* Task objective *
Find every line in the records below that holds the word "opreg" and copy it.

* Supplied material *
= Beginning of Section =
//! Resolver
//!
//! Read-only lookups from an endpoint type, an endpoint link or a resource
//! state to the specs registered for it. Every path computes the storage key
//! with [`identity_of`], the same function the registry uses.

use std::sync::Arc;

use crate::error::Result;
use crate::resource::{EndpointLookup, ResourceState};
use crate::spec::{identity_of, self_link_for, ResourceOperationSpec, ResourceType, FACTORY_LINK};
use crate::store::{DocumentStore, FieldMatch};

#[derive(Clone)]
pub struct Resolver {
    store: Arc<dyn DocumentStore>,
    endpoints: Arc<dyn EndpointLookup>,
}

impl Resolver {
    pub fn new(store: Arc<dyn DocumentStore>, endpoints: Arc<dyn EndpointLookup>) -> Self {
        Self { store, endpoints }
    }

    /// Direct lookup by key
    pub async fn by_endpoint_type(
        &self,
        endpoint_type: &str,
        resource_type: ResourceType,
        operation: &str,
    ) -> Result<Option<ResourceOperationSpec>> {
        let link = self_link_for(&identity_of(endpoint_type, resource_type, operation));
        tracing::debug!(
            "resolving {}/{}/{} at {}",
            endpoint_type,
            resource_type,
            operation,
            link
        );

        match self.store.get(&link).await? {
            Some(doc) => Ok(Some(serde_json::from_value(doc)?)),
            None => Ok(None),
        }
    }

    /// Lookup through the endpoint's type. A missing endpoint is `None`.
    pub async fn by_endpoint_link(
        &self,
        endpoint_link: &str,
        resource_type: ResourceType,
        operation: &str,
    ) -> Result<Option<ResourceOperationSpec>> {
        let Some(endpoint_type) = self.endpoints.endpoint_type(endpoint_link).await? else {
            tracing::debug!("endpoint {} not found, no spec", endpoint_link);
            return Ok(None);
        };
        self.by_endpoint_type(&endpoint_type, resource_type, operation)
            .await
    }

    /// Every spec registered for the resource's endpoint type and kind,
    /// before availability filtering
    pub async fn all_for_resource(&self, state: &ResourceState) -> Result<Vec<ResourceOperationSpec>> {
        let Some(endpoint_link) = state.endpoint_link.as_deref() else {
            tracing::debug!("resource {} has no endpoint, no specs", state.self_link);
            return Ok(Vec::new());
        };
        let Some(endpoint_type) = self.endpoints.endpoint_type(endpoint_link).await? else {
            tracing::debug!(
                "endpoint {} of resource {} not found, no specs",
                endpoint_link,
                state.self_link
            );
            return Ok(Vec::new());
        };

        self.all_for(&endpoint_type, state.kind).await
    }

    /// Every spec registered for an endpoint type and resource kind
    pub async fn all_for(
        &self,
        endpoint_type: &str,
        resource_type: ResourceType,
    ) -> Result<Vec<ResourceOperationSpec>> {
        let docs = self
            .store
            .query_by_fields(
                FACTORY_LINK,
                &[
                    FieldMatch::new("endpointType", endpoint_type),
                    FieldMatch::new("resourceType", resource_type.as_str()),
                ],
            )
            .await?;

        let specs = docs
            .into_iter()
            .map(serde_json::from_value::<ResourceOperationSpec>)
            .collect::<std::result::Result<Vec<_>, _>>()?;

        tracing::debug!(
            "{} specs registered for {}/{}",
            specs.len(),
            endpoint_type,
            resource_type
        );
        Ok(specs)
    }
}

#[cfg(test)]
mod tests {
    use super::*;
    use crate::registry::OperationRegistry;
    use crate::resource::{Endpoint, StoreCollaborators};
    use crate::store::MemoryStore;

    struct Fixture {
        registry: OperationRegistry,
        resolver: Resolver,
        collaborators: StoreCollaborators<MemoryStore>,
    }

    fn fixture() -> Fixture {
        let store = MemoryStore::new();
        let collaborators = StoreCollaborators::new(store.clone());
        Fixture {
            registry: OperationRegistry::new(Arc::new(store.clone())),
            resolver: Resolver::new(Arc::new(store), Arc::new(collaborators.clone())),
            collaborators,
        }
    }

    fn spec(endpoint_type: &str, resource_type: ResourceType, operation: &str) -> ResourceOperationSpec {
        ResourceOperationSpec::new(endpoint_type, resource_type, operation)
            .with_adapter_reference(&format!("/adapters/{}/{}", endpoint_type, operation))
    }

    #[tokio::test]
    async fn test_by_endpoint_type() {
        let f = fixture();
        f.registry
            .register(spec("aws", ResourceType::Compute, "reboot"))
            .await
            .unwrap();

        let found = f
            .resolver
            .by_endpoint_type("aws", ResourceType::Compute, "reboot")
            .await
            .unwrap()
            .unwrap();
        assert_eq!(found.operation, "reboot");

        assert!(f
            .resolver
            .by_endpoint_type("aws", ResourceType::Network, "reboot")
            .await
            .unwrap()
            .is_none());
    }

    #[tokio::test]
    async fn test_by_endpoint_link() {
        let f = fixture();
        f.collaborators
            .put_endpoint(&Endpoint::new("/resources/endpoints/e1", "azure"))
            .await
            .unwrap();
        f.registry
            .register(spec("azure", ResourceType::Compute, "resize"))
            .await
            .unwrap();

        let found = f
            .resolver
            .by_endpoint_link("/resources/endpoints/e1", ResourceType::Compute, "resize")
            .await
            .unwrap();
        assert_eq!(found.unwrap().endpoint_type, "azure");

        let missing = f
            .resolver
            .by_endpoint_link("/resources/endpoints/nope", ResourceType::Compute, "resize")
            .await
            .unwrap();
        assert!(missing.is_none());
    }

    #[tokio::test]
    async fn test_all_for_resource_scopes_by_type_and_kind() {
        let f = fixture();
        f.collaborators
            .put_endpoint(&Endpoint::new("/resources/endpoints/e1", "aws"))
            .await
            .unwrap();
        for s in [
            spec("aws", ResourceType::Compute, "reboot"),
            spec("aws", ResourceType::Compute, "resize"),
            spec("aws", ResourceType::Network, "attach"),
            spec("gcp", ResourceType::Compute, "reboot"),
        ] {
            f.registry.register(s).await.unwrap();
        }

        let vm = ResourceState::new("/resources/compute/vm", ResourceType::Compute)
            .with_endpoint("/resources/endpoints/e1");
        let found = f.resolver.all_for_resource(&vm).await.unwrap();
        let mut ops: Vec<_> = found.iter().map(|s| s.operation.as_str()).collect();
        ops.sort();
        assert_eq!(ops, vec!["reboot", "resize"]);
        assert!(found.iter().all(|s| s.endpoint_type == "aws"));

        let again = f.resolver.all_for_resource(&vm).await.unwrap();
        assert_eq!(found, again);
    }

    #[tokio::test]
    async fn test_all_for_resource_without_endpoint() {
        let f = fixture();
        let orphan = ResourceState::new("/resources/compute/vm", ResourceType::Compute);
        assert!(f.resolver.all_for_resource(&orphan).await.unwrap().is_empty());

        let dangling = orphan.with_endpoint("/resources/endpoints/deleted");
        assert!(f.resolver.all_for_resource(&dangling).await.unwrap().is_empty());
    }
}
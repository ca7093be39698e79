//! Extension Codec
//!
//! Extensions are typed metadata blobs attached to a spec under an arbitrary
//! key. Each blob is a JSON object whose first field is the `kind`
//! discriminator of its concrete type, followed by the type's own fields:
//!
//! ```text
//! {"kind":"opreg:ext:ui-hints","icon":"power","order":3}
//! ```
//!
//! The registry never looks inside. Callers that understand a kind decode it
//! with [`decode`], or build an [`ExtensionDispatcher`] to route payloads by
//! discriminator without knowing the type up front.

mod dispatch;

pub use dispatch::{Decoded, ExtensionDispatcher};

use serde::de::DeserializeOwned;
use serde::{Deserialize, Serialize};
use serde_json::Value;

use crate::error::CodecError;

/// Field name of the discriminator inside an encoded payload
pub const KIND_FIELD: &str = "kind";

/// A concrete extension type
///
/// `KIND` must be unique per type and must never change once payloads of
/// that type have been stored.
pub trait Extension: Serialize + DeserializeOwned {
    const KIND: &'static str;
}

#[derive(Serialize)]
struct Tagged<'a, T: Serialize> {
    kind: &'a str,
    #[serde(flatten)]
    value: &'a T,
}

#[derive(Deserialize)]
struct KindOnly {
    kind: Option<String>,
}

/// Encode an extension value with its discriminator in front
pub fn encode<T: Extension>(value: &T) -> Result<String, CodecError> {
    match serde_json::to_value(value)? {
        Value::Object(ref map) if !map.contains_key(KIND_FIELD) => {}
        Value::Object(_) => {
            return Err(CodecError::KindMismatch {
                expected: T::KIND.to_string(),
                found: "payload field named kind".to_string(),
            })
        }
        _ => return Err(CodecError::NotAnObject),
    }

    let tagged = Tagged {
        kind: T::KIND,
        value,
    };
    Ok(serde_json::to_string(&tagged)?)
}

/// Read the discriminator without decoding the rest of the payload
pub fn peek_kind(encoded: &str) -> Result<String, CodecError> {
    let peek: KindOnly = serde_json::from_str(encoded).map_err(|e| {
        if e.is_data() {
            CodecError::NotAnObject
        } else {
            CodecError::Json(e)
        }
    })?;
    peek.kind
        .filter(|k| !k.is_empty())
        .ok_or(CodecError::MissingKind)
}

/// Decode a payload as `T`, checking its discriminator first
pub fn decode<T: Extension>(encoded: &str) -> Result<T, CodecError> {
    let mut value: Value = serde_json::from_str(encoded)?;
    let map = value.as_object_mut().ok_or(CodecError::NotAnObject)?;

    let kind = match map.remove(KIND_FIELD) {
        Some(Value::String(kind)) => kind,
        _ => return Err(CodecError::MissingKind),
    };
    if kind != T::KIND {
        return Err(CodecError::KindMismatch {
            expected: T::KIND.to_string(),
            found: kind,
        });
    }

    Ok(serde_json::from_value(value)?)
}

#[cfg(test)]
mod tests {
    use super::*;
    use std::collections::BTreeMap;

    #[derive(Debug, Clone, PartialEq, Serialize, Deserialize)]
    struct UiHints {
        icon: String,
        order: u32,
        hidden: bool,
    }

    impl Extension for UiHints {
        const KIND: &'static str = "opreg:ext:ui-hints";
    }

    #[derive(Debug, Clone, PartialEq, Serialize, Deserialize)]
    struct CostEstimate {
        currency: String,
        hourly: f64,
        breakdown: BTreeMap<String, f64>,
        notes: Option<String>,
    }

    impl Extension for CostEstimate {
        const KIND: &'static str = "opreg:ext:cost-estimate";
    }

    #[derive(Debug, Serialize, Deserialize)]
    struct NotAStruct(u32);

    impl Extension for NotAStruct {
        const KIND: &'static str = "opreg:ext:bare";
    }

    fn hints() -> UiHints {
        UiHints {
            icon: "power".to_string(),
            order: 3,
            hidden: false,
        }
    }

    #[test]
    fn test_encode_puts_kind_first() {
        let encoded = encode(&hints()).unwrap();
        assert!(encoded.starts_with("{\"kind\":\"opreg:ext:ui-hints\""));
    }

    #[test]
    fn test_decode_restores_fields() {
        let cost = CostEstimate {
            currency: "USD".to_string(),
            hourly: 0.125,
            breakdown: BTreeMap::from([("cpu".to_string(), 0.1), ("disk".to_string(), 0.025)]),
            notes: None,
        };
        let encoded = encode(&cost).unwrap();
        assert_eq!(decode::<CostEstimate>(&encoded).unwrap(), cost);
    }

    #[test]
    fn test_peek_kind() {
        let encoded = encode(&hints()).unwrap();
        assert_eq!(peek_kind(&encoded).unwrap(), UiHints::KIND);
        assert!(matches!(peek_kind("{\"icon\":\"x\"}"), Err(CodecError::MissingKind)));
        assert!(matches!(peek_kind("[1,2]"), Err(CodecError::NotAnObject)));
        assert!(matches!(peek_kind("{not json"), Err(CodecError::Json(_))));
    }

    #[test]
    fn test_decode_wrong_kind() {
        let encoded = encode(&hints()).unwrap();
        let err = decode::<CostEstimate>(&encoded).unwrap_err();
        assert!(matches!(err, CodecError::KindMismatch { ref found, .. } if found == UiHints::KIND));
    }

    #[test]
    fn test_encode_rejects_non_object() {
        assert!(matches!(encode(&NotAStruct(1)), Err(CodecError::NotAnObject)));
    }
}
= End of Section =
= Beginning of Section =
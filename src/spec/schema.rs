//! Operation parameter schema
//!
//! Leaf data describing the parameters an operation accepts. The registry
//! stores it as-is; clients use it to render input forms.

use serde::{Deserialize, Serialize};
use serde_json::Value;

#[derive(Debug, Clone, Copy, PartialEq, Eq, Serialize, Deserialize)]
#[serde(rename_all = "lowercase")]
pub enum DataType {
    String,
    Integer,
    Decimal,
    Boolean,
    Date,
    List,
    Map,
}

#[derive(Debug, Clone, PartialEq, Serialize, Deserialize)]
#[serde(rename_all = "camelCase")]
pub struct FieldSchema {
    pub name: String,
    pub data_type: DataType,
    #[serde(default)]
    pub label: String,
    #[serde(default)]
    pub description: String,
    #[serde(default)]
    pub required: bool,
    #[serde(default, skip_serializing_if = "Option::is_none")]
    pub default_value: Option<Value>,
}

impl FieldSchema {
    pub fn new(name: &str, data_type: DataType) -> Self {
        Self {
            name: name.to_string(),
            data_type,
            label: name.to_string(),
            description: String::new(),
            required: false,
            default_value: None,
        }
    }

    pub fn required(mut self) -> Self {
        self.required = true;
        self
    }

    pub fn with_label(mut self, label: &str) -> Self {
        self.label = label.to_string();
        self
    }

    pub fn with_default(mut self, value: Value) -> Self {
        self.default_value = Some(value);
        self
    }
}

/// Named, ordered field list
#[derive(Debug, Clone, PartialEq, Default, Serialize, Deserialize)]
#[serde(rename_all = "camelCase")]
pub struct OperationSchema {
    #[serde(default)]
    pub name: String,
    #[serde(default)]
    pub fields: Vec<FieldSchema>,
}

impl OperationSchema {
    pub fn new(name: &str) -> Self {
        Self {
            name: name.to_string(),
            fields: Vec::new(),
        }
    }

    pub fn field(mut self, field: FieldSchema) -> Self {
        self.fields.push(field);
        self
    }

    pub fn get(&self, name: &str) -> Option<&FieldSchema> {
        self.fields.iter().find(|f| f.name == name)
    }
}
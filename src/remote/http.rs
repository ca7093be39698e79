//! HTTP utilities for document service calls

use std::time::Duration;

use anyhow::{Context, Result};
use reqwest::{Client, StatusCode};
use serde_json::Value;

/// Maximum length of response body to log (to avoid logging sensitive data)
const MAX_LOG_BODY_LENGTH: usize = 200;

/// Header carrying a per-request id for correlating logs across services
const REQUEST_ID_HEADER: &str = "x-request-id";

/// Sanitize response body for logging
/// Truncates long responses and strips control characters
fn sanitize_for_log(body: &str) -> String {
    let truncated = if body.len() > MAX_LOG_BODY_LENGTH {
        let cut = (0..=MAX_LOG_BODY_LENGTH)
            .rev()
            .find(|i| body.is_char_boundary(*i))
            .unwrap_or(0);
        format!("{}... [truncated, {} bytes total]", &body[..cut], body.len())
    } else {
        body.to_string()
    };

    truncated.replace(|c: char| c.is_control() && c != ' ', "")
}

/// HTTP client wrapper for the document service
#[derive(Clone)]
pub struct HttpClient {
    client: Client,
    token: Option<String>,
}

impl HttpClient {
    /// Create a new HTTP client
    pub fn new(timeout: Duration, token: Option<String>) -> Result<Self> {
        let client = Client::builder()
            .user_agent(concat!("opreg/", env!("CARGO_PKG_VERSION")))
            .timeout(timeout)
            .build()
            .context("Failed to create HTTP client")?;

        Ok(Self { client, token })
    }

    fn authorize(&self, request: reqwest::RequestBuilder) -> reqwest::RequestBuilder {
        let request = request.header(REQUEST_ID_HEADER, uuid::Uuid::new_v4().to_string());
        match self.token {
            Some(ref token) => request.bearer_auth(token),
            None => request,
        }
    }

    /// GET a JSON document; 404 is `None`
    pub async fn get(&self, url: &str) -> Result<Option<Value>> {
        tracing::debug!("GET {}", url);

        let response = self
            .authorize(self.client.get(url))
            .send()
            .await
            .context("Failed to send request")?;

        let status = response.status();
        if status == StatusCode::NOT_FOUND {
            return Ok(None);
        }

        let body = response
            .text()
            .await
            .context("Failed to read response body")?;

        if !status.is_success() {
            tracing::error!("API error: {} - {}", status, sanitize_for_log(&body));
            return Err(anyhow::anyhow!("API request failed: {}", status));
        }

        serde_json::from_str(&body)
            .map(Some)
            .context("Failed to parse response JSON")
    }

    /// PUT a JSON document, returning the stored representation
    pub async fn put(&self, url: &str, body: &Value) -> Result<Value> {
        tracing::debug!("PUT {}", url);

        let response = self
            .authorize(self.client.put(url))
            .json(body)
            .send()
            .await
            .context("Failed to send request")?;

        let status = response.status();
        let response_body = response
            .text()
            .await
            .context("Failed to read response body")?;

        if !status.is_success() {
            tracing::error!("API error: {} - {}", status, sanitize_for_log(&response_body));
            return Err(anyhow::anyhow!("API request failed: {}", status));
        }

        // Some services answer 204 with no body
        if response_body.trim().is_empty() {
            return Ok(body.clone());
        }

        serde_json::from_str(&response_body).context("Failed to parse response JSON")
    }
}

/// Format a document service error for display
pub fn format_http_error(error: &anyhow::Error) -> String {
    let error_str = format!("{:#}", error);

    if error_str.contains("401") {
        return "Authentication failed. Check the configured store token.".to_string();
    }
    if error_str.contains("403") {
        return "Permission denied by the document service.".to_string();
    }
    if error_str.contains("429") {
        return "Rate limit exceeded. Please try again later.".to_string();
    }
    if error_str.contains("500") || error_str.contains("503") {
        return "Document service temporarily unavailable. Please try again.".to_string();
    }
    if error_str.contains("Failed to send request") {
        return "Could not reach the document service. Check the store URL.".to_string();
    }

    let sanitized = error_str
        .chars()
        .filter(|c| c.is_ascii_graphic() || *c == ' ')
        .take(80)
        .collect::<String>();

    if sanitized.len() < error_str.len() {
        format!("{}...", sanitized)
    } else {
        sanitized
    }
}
= End of Section =
* Result for this task *
//! {"kind":"opreg:ext:ui-hints","icon":"power","order":3}
        const KIND: &'static str = "opreg:ext:ui-hints";
        const KIND: &'static str = "opreg:ext:cost-estimate";
        const KIND: &'static str = "opreg:ext:bare";
        assert!(encoded.starts_with("{\"kind\":\"opreg:ext:ui-hints\""));
            .user_agent(concat!("opreg/", env!("CARGO_PKG_VERSION")))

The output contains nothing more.